**Task to complete:**
In the data below, one line contains "enabled, runs migrations." and a later one contains "debug!(busy_timeout_ms = config.busy_timeout.as_millis()". Print both, with every line between them, exactly and alone.

**Supplied data:**
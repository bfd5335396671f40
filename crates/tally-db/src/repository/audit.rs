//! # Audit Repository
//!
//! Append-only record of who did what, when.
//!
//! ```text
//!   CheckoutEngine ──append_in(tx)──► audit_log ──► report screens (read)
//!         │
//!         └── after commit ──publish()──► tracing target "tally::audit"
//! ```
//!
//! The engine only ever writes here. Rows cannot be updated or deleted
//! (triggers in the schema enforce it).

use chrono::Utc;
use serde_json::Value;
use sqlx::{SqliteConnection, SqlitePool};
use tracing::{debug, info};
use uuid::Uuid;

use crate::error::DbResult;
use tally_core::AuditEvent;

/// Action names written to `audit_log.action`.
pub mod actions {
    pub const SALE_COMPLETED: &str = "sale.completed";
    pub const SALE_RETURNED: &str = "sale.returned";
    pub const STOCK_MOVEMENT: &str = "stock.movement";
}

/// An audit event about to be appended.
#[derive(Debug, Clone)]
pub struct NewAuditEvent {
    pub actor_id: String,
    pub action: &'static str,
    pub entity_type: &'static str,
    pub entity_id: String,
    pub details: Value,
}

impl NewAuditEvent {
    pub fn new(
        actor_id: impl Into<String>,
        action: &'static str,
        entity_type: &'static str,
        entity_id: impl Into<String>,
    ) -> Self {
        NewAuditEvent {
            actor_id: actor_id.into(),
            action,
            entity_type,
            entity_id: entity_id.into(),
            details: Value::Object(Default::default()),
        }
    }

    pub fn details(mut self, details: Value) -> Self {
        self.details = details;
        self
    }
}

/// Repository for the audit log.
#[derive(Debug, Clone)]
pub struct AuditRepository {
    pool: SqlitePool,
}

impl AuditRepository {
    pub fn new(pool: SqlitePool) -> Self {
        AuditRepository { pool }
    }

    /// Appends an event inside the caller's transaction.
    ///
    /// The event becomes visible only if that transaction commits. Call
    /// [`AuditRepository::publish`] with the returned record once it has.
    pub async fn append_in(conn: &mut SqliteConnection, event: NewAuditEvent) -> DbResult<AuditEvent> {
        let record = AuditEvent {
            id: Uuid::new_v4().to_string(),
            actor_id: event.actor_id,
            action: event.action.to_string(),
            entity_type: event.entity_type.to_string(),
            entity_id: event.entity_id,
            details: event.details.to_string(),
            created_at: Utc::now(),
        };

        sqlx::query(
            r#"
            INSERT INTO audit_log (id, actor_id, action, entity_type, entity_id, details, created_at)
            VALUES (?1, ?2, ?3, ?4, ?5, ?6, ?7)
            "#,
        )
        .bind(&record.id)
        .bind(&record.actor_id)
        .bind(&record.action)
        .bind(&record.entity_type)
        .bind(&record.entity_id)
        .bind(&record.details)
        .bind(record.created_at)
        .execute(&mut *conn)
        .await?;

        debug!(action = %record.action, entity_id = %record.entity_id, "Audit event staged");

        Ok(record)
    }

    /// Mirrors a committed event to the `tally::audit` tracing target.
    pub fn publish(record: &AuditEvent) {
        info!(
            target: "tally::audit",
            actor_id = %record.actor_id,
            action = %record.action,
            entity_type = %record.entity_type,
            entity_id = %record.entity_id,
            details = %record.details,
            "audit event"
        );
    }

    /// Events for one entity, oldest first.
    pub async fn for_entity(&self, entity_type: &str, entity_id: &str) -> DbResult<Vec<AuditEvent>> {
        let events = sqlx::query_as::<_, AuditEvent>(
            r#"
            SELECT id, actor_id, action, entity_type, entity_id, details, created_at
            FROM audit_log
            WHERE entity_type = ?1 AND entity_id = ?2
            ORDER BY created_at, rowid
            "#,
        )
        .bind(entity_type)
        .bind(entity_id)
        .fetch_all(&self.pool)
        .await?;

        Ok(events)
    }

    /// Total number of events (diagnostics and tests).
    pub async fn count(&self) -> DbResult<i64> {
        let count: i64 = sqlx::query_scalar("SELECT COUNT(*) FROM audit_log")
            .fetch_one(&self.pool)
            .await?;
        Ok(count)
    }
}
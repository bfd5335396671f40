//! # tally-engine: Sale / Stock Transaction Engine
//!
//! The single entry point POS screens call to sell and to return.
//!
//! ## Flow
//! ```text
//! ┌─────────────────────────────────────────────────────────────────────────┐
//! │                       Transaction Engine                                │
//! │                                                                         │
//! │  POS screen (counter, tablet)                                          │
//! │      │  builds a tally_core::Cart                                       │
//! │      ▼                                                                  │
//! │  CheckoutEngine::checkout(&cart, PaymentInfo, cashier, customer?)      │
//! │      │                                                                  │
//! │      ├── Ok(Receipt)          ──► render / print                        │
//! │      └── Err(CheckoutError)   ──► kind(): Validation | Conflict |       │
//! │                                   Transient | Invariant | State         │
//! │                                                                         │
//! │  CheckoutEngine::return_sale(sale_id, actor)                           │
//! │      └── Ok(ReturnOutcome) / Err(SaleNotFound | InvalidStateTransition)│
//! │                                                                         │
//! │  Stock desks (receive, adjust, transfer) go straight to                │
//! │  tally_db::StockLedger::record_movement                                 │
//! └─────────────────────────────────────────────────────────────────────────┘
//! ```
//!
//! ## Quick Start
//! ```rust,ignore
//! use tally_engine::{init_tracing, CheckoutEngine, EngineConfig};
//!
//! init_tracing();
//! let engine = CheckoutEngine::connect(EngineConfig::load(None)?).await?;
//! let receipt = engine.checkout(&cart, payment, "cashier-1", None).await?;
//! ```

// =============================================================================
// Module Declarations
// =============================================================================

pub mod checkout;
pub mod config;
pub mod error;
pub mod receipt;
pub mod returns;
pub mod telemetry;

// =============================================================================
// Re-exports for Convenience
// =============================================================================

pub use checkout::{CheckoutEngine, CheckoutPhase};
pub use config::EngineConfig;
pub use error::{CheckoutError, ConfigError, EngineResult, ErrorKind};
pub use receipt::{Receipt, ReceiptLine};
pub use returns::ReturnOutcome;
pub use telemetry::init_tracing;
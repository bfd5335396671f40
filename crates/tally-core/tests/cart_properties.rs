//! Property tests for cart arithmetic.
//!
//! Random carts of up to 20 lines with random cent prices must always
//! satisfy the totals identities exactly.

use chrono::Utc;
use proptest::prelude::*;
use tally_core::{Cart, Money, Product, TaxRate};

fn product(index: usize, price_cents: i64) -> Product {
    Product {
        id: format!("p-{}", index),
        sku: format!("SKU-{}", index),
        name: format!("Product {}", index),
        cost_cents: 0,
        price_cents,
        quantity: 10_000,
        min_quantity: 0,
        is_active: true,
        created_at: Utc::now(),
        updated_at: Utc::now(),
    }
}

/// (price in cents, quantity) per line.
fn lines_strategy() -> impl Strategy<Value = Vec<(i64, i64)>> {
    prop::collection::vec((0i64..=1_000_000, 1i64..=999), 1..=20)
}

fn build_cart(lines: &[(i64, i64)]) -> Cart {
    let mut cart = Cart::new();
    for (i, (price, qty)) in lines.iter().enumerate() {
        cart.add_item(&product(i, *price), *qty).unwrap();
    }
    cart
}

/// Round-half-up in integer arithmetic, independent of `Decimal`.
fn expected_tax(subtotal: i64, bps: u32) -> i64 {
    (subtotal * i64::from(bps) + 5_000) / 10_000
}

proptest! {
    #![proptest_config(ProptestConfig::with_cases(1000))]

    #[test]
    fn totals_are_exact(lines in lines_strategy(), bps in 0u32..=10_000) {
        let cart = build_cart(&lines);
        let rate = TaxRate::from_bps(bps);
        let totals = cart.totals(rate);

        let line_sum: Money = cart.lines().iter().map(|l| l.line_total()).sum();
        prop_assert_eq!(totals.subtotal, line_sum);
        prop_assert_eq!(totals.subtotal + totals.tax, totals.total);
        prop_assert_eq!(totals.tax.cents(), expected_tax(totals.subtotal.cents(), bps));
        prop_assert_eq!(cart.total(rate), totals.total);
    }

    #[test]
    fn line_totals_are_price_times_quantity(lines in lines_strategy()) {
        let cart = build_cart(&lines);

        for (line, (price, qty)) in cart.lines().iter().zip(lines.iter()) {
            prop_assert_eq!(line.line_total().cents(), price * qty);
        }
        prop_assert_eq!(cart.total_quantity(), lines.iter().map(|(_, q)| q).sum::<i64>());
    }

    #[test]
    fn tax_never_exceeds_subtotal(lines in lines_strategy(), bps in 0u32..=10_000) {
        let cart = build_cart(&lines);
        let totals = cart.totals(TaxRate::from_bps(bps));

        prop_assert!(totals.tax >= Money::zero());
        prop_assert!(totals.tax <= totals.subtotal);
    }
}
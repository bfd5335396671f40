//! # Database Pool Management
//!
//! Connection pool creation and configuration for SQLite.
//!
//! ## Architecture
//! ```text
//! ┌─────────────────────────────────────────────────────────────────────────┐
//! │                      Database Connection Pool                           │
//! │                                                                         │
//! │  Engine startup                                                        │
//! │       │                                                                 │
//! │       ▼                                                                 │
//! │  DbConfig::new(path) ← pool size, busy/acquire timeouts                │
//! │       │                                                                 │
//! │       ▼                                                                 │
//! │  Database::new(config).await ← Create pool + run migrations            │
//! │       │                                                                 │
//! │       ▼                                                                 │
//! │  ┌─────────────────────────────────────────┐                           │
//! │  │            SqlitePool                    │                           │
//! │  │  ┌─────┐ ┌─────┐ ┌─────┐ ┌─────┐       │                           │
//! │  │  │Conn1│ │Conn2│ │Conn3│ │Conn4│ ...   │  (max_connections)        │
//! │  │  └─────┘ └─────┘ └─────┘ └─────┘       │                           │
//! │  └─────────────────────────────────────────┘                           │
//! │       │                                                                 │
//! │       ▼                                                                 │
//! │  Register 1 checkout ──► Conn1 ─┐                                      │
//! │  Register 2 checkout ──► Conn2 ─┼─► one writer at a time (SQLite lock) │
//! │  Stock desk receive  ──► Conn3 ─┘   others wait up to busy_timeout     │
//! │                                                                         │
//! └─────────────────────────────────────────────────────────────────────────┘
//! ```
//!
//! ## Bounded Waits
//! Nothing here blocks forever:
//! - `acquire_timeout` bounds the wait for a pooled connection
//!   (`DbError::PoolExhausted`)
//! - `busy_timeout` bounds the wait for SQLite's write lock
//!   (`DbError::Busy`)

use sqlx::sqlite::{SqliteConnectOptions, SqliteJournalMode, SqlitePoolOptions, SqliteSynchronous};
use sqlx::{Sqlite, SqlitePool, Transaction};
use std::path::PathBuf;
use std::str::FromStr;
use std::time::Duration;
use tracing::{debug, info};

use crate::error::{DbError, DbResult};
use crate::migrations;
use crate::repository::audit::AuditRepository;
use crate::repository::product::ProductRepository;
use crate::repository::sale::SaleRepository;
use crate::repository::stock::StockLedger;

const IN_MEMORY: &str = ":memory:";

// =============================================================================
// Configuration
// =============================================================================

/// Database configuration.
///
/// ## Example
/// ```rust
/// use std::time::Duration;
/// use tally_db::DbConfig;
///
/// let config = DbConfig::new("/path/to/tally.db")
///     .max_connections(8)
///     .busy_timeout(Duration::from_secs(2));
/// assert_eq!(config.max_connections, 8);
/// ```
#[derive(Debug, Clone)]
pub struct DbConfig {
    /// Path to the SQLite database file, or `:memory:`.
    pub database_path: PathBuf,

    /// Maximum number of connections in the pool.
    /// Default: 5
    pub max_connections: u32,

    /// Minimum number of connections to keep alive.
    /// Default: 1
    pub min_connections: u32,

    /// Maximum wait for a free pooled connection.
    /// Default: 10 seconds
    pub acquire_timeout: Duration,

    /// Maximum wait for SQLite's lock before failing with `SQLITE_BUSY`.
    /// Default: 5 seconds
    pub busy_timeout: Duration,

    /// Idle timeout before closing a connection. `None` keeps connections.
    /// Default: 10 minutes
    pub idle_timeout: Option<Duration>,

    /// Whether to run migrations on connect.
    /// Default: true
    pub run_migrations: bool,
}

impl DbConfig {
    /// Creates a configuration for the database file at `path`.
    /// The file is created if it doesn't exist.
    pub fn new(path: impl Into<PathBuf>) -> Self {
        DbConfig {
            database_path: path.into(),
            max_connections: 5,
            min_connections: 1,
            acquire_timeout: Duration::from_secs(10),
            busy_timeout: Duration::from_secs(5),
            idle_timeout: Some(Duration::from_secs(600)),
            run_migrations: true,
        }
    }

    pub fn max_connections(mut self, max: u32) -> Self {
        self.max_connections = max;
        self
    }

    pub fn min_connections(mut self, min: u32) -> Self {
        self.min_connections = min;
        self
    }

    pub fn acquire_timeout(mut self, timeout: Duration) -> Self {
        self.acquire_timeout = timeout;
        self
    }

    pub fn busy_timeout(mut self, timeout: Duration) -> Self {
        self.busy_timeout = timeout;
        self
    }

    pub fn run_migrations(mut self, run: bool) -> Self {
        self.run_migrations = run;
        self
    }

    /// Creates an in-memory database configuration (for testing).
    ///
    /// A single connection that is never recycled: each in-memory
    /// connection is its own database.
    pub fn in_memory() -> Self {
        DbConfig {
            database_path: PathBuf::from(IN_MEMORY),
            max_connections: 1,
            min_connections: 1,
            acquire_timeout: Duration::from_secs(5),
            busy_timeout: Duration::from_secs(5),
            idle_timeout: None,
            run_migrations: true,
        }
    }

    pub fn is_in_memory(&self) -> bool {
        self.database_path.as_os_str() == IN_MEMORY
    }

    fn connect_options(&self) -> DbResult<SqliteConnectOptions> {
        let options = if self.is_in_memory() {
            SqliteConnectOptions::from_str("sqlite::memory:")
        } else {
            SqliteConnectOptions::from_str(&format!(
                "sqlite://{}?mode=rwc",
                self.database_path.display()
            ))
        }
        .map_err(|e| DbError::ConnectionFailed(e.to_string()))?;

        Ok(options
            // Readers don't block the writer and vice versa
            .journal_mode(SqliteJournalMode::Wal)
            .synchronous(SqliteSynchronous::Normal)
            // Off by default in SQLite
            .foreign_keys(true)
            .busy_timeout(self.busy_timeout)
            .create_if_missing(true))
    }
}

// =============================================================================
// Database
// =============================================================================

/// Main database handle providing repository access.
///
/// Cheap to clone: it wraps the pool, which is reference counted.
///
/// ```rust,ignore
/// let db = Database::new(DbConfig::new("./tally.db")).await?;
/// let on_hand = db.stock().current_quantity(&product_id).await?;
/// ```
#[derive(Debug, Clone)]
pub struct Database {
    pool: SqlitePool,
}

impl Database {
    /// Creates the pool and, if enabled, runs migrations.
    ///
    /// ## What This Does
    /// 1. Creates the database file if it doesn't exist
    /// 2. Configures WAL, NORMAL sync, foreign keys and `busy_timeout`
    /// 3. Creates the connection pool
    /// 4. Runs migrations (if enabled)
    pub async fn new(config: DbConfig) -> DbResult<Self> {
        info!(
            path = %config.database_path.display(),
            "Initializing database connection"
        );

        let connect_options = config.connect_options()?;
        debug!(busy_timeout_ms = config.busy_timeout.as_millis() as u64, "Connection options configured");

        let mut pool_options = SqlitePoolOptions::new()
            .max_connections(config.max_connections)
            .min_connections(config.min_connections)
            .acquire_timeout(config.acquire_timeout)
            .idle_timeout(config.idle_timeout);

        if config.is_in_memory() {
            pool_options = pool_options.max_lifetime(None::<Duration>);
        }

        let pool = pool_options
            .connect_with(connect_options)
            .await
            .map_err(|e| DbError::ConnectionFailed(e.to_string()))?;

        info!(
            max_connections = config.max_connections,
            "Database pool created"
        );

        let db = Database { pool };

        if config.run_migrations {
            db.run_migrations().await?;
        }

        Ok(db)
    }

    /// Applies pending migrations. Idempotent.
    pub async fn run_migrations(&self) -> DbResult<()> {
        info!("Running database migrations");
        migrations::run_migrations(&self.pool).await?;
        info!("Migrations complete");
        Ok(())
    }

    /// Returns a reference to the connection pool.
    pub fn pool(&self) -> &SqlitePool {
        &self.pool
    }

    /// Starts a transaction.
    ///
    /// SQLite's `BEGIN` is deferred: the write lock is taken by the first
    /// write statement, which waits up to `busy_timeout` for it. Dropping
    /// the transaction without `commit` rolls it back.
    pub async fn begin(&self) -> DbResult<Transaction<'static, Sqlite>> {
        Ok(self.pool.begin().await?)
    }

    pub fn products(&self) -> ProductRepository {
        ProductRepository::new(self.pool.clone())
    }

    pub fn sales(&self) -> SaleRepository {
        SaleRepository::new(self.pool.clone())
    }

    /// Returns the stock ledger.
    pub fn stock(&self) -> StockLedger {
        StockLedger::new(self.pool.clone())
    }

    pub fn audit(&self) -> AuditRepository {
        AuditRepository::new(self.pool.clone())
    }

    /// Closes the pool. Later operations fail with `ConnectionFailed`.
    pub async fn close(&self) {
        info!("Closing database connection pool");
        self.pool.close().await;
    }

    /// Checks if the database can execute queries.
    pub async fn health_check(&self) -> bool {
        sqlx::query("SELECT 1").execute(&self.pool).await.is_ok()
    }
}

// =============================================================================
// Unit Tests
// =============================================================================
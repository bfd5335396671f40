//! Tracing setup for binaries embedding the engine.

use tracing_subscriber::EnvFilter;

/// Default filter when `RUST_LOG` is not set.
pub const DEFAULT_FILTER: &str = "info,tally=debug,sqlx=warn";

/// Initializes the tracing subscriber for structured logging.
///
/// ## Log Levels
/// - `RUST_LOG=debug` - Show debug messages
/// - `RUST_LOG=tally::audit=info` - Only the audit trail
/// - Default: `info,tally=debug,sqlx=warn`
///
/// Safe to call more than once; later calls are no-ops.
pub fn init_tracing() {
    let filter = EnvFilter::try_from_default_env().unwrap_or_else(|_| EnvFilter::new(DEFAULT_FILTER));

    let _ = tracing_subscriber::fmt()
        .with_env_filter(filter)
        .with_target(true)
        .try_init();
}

**Result for this task:**
    /// Creates the pool and, if enabled, runs migrations.
    ///
    /// ## What This Does
    /// 1. Creates the database file if it doesn't exist
    /// 2. Configures WAL, NORMAL sync, foreign keys and `busy_timeout`
    /// 3. Creates the connection pool
    /// 4. Runs migrations (if enabled)
    pub async fn new(config: DbConfig) -> DbResult<Self> {
        info!(
            path = %config.database_path.display(),
            "Initializing database connection"
        );

        let connect_options = config.connect_options()?;
        debug!(busy_timeout_ms = config.busy_timeout.as_millis() as u64, "Connection options configured");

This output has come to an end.